6.2 Comparative analysis

The purpose of the systematic survey was primarily to quantify the search space of prior robotic case studies. In this section, we provide a deeper comparison of our work with the most closely related previous research.

The first difference arises from the number of tasks and agents considered. Prior work based on the linear assignment problem (Pentico 2007) assumes a single task per agent (Nam and Shell 2015; Luo et al. 2015; Liu and Shell 2013, 2012). In our case, the number of tasks is equal to or greater than the number of agents (and the number of variants is greater still). A second point is related to the number of agents simultaneously completing tasks. In Chen and Sun (2011), Zhang and Parker (2013), Balakirsky et al. (2007) several agents are required, while in our work only one agent is completing each task. Another consideration is that our system is fully heterogeneous, i.e. all tasks and processors may be different. Some past work does assume heterogeneous tasks and multiple instances of every task (Miyata et al. 2002), but does not consider different variants of the same task, which is the principal addition to the problem here.

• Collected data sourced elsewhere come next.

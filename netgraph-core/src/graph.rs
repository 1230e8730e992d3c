//! §4.1 Graph Core: a strict multi-directed graph with unique, stable edge identity.
//!
//! The "strict" discipline matters because downstream algorithms key data (flow
//! placement, predecessor sets, min-cut membership) on edge identity — silent
//! auto-creation of missing endpoints, or edge-key reuse after removal, would
//! silently corrupt those results. Both [`crate::model::Network`] and
//! [`crate::working::WorkingGraph`] are built on this same structure.

use crate::error::{GraphError, GraphResult};
use crate::ids::make_edge_key;
use indexmap::IndexMap;
use petgraph::stable_graph::{EdgeIndex, NodeIndex, StableDiGraph};
use petgraph::visit::EdgeRef;
use petgraph::Direction;
use serde::Serialize;
use std::collections::HashMap;

/// A strict multi-directed graph keyed by string node names and string edge keys.
///
/// Built on [`petgraph::stable_graph::StableDiGraph`] so that node/edge removal never
/// reassigns another entity's internal index — only the name/key indirection in
/// [`StrictMultiDiGraph`] needs to stay consistent.
#[derive(Debug)]
pub struct StrictMultiDiGraph<N, E> {
    graph: StableDiGraph<N, E>,
    node_index: IndexMap<String, NodeIndex>,
    node_names: HashMap<NodeIndex, String>,
    edge_index: IndexMap<String, EdgeIndex>,
    edge_keys: HashMap<EdgeIndex, String>,
}

impl<N, E> Default for StrictMultiDiGraph<N, E> {
    fn default() -> Self {
        Self::new()
    }
}

impl<N: Clone, E: Clone> Clone for StrictMultiDiGraph<N, E> {
    fn clone(&self) -> Self {
        Self {
            graph: self.graph.clone(),
            node_index: self.node_index.clone(),
            node_names: self.node_names.clone(),
            edge_index: self.edge_index.clone(),
            edge_keys: self.edge_keys.clone(),
        }
    }
}

impl<N, E> StrictMultiDiGraph<N, E> {
    pub fn new() -> Self {
        Self {
            graph: StableDiGraph::new(),
            node_index: IndexMap::new(),
            node_names: HashMap::new(),
            edge_index: IndexMap::new(),
            edge_keys: HashMap::new(),
        }
    }

    /// Deep copy, safe against subsequent mutation of either graph.
    pub fn copy(&self) -> Self
    where
        N: Clone,
        E: Clone,
    {
        self.clone()
    }

    pub fn node_count(&self) -> usize {
        self.node_index.len()
    }

    pub fn edge_count(&self) -> usize {
        self.edge_index.len()
    }

    pub fn has_node(&self, name: &str) -> bool {
        self.node_index.contains_key(name)
    }

    pub fn has_edge(&self, key: &str) -> bool {
        self.edge_index.contains_key(key)
    }

    /// Fails with [`GraphError::DuplicateNode`] if `name` already exists.
    pub fn add_node(&mut self, name: impl Into<String>, attrs: N) -> GraphResult<()> {
        let name = name.into();
        if self.node_index.contains_key(&name) {
            return Err(GraphError::DuplicateNode(name));
        }
        let idx = self.graph.add_node(attrs);
        self.node_names.insert(idx, name.clone());
        self.node_index.insert(name, idx);
        Ok(())
    }

    /// Fails with [`GraphError::MissingEndpoint`] if either endpoint is absent, or
    /// [`GraphError::DuplicateEdge`] if `key` is already taken. Assigns a fresh
    /// 22-char base64 key when `key` is `None`.
    pub fn add_edge(
        &mut self,
        src: &str,
        dst: &str,
        key: Option<String>,
        attrs: E,
    ) -> GraphResult<String> {
        let src_idx = *self
            .node_index
            .get(src)
            .ok_or_else(|| GraphError::MissingEndpoint(src.to_string(), dst.to_string()))?;
        let dst_idx = *self
            .node_index
            .get(dst)
            .ok_or_else(|| GraphError::MissingEndpoint(src.to_string(), dst.to_string()))?;
        let key = match key {
            Some(k) => {
                if self.edge_index.contains_key(&k) {
                    return Err(GraphError::DuplicateEdge(k));
                }
                k
            }
            None => loop {
                let candidate = make_edge_key();
                if !self.edge_index.contains_key(&candidate) {
                    break candidate;
                }
            },
        };
        let eidx = self.graph.add_edge(src_idx, dst_idx, attrs);
        self.edge_keys.insert(eidx, key.clone());
        self.edge_index.insert(key.clone(), eidx);
        Ok(key)
    }

    /// Fails with [`GraphError::UnknownNode`]; removes all incident edges.
    pub fn remove_node(&mut self, name: &str) -> GraphResult<()> {
        let idx = self
            .node_index
            .shift_remove(name)
            .ok_or_else(|| GraphError::UnknownNode(name.to_string()))?;
        self.node_names.remove(&idx);

        let mut incident = std::collections::HashSet::new();
        for e in self.graph.edges_directed(idx, Direction::Outgoing) {
            incident.insert(e.id());
        }
        for e in self.graph.edges_directed(idx, Direction::Incoming) {
            incident.insert(e.id());
        }
        for eidx in incident {
            if let Some(key) = self.edge_keys.remove(&eidx) {
                self.edge_index.shift_remove(&key);
            }
        }
        self.graph.remove_node(idx);
        Ok(())
    }

    /// Fails with [`GraphError::UnknownEdge`].
    pub fn remove_edge(&mut self, key: &str) -> GraphResult<()> {
        let idx = self
            .edge_index
            .shift_remove(key)
            .ok_or_else(|| GraphError::UnknownEdge(key.to_string()))?;
        self.edge_keys.remove(&idx);
        self.graph.remove_edge(idx);
        Ok(())
    }

    pub fn node(&self, name: &str) -> Option<&N> {
        let idx = *self.node_index.get(name)?;
        self.graph.node_weight(idx)
    }

    pub fn node_mut(&mut self, name: &str) -> Option<&mut N> {
        let idx = *self.node_index.get(name)?;
        self.graph.node_weight_mut(idx)
    }

    pub fn edge(&self, key: &str) -> Option<&E> {
        let idx = *self.edge_index.get(key)?;
        self.graph.edge_weight(idx)
    }

    pub fn edge_mut(&mut self, key: &str) -> Option<&mut E> {
        let idx = *self.edge_index.get(key)?;
        self.graph.edge_weight_mut(idx)
    }

    pub fn edge_endpoints(&self, key: &str) -> Option<(&str, &str)> {
        let idx = *self.edge_index.get(key)?;
        let (s, t) = self.graph.edge_endpoints(idx)?;
        Some((self.node_names[&s].as_str(), self.node_names[&t].as_str()))
    }

    /// Ordered list (by insertion) of edge keys from `u` to `v`.
    pub fn edges_between(&self, u: &str, v: &str) -> Vec<String> {
        let (Some(&u_idx), Some(&v_idx)) = (self.node_index.get(u), self.node_index.get(v))
        else {
            return Vec::new();
        };
        self.edge_index
            .iter()
            .filter(|(_, &eidx)| {
                self.graph
                    .edge_endpoints(eidx)
                    .map(|(s, t)| s == u_idx && t == v_idx)
                    .unwrap_or(false)
            })
            .map(|(k, _)| k.clone())
            .collect()
    }

    /// Nodes in insertion order.
    pub fn nodes(&self) -> impl Iterator<Item = (&str, &N)> {
        self.node_index
            .iter()
            .map(move |(name, &idx)| (name.as_str(), &self.graph[idx]))
    }

    pub fn node_names(&self) -> impl Iterator<Item = &str> {
        self.node_index.keys().map(|s| s.as_str())
    }

    /// Edges in insertion order as `(key, src, dst, attrs)`.
    pub fn edges(&self) -> impl Iterator<Item = (&str, &str, &str, &E)> {
        self.edge_index.iter().map(move |(key, &eidx)| {
            let (s, t) = self.graph.edge_endpoints(eidx).expect("edge index valid");
            (
                key.as_str(),
                self.node_names[&s].as_str(),
                self.node_names[&t].as_str(),
                &self.graph[eidx],
            )
        })
    }

    /// Outgoing edges of `name`, in stable (insertion-order) key order — the order
    /// every edge-selection policy and the capacity calculator iterate in (§5).
    pub fn out_edges(&self, name: &str) -> GraphResult<Vec<(String, String, &E)>> {
        let idx = *self
            .node_index
            .get(name)
            .ok_or_else(|| GraphError::UnknownNode(name.to_string()))?;
        let mut edges: Vec<(usize, String, String, &E)> = self
            .graph
            .edges_directed(idx, Direction::Outgoing)
            .map(|e| {
                let key = self.edge_keys[&e.id()].clone();
                let seq = self.edge_index.get_index_of(&key).unwrap();
                let dst = self.node_names[&e.target()].clone();
                (seq, key, dst, e.weight())
            })
            .collect();
        edges.sort_by_key(|(seq, ..)| *seq);
        Ok(edges.into_iter().map(|(_, k, d, w)| (k, d, w)).collect())
    }

    /// Incoming edges of `name`, in stable key order.
    pub fn in_edges(&self, name: &str) -> GraphResult<Vec<(String, String, &E)>> {
        let idx = *self
            .node_index
            .get(name)
            .ok_or_else(|| GraphError::UnknownNode(name.to_string()))?;
        let mut edges: Vec<(usize, String, String, &E)> = self
            .graph
            .edges_directed(idx, Direction::Incoming)
            .map(|e| {
                let key = self.edge_keys[&e.id()].clone();
                let seq = self.edge_index.get_index_of(&key).unwrap();
                let src = self.node_names[&e.source()].clone();
                (seq, key, src, e.weight())
            })
            .collect();
        edges.sort_by_key(|(seq, ..)| *seq);
        Ok(edges.into_iter().map(|(_, k, s, w)| (k, s, w)).collect())
    }

    /// Canonical JSON-safe representation (§4.1): `{"graph", "nodes", "links"}`, where
    /// `source`/`target` on each link are the 0-based positions of the endpoint nodes
    /// in the `nodes` array (node-link-data convention).
    pub fn to_node_link_dict(&self, graph_attrs: serde_json::Value) -> serde_json::Value
    where
        N: Serialize,
        E: Serialize,
    {
        let position: HashMap<NodeIndex, usize> = self
            .node_index
            .values()
            .enumerate()
            .map(|(i, &idx)| (idx, i))
            .collect();
        let nodes: Vec<serde_json::Value> = self
            .node_index
            .iter()
            .map(|(name, &idx)| {
                serde_json::json!({
                    "id": name,
                    "attr": serde_json::to_value(&self.graph[idx]).unwrap_or(serde_json::Value::Null),
                })
            })
            .collect();
        let links: Vec<serde_json::Value> = self
            .edge_index
            .iter()
            .map(|(key, &eidx)| {
                let (s, t) = self.graph.edge_endpoints(eidx).expect("edge index valid");
                serde_json::json!({
                    "source": position[&s],
                    "target": position[&t],
                    "key": key,
                    "attr": serde_json::to_value(&self.graph[eidx]).unwrap_or(serde_json::Value::Null),
                })
            })
            .collect();
        serde_json::json!({ "graph": graph_attrs, "nodes": nodes, "links": links })
    }
}

#[cfg(test)]
mod tests {
    use super::*;

    fn graph() -> StrictMultiDiGraph<(), ()> {
        StrictMultiDiGraph::new()
    }

    #[test]
    fn duplicate_node_fails() {
        let mut g = graph();
        g.add_node("A", ()).unwrap();
        assert_eq!(g.add_node("A", ()), Err(GraphError::DuplicateNode("A".into())));
    }

    #[test]
    fn add_edge_succeeds_iff_endpoints_exist_and_key_fresh() {
        let mut g = graph();
        assert!(g.add_edge("A", "B", None, ()).is_err());
        g.add_node("A", ()).unwrap();
        g.add_node("B", ()).unwrap();
        let key = g.add_edge("A", "B", Some("k1".into()), ()).unwrap();
        assert_eq!(key, "k1");
        assert_eq!(
            g.add_edge("A", "B", Some("k1".into()), ()),
            Err(GraphError::DuplicateEdge("k1".into()))
        );
    }

    #[test]
    fn add_edge_without_key_assigns_fresh_base64_key() {
        let mut g = graph();
        g.add_node("A", ()).unwrap();
        g.add_node("B", ()).unwrap();
        let k1 = g.add_edge("A", "B", None, ()).unwrap();
        let k2 = g.add_edge("A", "B", None, ()).unwrap();
        assert_ne!(k1, k2);
        assert_eq!(k1.len(), 22);
    }

    #[test]
    fn remove_node_removes_incident_edges() {
        let mut g = graph();
        g.add_node("A", ()).unwrap();
        g.add_node("B", ()).unwrap();
        g.add_node("C", ()).unwrap();
        g.add_edge("A", "B", Some("ab".into()), ()).unwrap();
        g.add_edge("B", "C", Some("bc".into()), ()).unwrap();
        g.remove_node("B").unwrap();
        assert!(!g.has_node("B"));
        assert!(!g.has_edge("ab"));
        assert!(!g.has_edge("bc"));
        assert!(g.has_node("A"));
        assert!(g.has_node("C"));
    }

    #[test]
    fn remove_unknown_node_or_edge_fails() {
        let mut g = graph();
        assert_eq!(g.remove_node("X"), Err(GraphError::UnknownNode("X".into())));
        assert_eq!(g.remove_edge("X"), Err(GraphError::UnknownEdge("X".into())));
    }

    #[test]
    fn edges_between_is_insertion_ordered() {
        let mut g = graph();
        g.add_node("A", ()).unwrap();
        g.add_node("B", ()).unwrap();
        let k1 = g.add_edge("A", "B", Some("e1".into()), ()).unwrap();
        let k2 = g.add_edge("A", "B", Some("e2".into()), ()).unwrap();
        assert_eq!(g.edges_between("A", "B"), vec![k1, k2]);
    }

    #[test]
    fn copy_is_independent() {
        let mut g: StrictMultiDiGraph<i32, i32> = StrictMultiDiGraph::new();
        g.add_node("A", 1).unwrap();
        let mut copy = g.copy();
        *copy.node_mut("A").unwrap() = 2;
        assert_eq!(*g.node("A").unwrap(), 1);
        assert_eq!(*copy.node("A").unwrap(), 2);
    }

    #[test]
    fn to_node_link_dict_round_trips_shape() {
        let mut g: StrictMultiDiGraph<i32, i32> = StrictMultiDiGraph::new();
        g.add_node("A", 1).unwrap();
        g.add_node("B", 2).unwrap();
        g.add_edge("A", "B", Some("e1".into()), 7).unwrap();
        let dict = g.to_node_link_dict(serde_json::json!({}));
        assert_eq!(dict["nodes"].as_array().unwrap().len(), 2);
        assert_eq!(dict["links"].as_array().unwrap().len(), 1);
        assert_eq!(dict["links"][0]["source"], 0);
        assert_eq!(dict["links"][0]["target"], 1);
        assert_eq!(dict["links"][0]["key"], "e1");
    }

    #[test]
    fn out_edges_are_in_stable_key_order() {
        let mut g: StrictMultiDiGraph<(), ()> = StrictMultiDiGraph::new();
        g.add_node("A", ()).unwrap();
        g.add_node("B", ()).unwrap();
        g.add_node("C", ()).unwrap();
        g.add_edge("A", "C", Some("second".into()), ()).unwrap();
        g.add_edge("A", "B", Some("first".into()), ()).unwrap();
        // insertion order is second, first regardless of alphabetic key order
        let out = g.out_edges("A").unwrap();
        let keys: Vec<&str> = out.iter().map(|(k, _, _)| k.as_str()).collect();
        assert_eq!(keys, vec!["second", "first"]);
    }
}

On the other hand, Aleti et al. (2013) provide a high-level general survey of software architecture optimisation techniques. In their taxonomy, our work is in the problem domain of design-time optimisation of embedded systems. We explore optimisation strategies that are both approximate and exact. We evaluate our work via both benchmark problems and a case study. In terms of the taxonomy in Aleti et al. (2013) our work is particularly wideranging.

Finally, Huang et al. (2012) consider the selection and placement of task variants for reconfigurable computing applications. They represent applications as directed acyclic graphs of tasks, where each task node can be synthesised using one of four task variants. The variants trade off hardware logic resource utilisation with execution time. Huang et al. use an approximate optimisation strategy based on genetic algorithms to synthesise the task graph on a single FPGA device.

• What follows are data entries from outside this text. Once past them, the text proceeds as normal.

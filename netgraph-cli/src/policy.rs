//! Loads a failure policy (§4.7) from a JSON file — `FailurePolicy` already
//! derives `Serialize`/`Deserialize`.

use anyhow::{Context, Result};
use netgraph_scenarios::FailurePolicy;
use std::path::Path;

pub fn load_policy(path: &Path) -> Result<FailurePolicy> {
    let text = std::fs::read_to_string(path).with_context(|| format!("reading failure policy {}", path.display()))?;
    serde_json::from_str(&text).with_context(|| format!("parsing failure policy {}", path.display()))
}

To summarise, no existing work in the robotics field addresses all of the considerations that our proposal does, i.e. a constrained, distributed, heterogeneous system with more tasks than nodes and different variants for the tasks.

7 Conclusion

We have addressed a unique generalisation of the task allocation problem in distributed systems, with a specific application to robotics. We advocate the use of task variants, which provide trade-offs between QoS and resource usage by employing different parameter configurations, and/or algorithms, and/or taking advantage of heterogeneous hardware. We have presented a mathematical formulation of variant selection and allocation, and evaluated three solution methods on system instances obtained from a robotics case study. We conclude that constraint programming is the best solution method, being very effective in selecting and allocating variants such that QoS is maximised and resource usage minimised. In addition, we find that our solutions methods translate well to real systems, providing a useful tool for the system architect. We also analysed two solution methods in anytime mode, concluding that constraint programming might be used in dynamic scenarios. Finally, we performed a comprehensive literature survey on prior case studies and found that the maximum search space of our case study is much larger than those in previous work. We believe future work on constraint programming can further extend the boundaries of what has been handled in this work.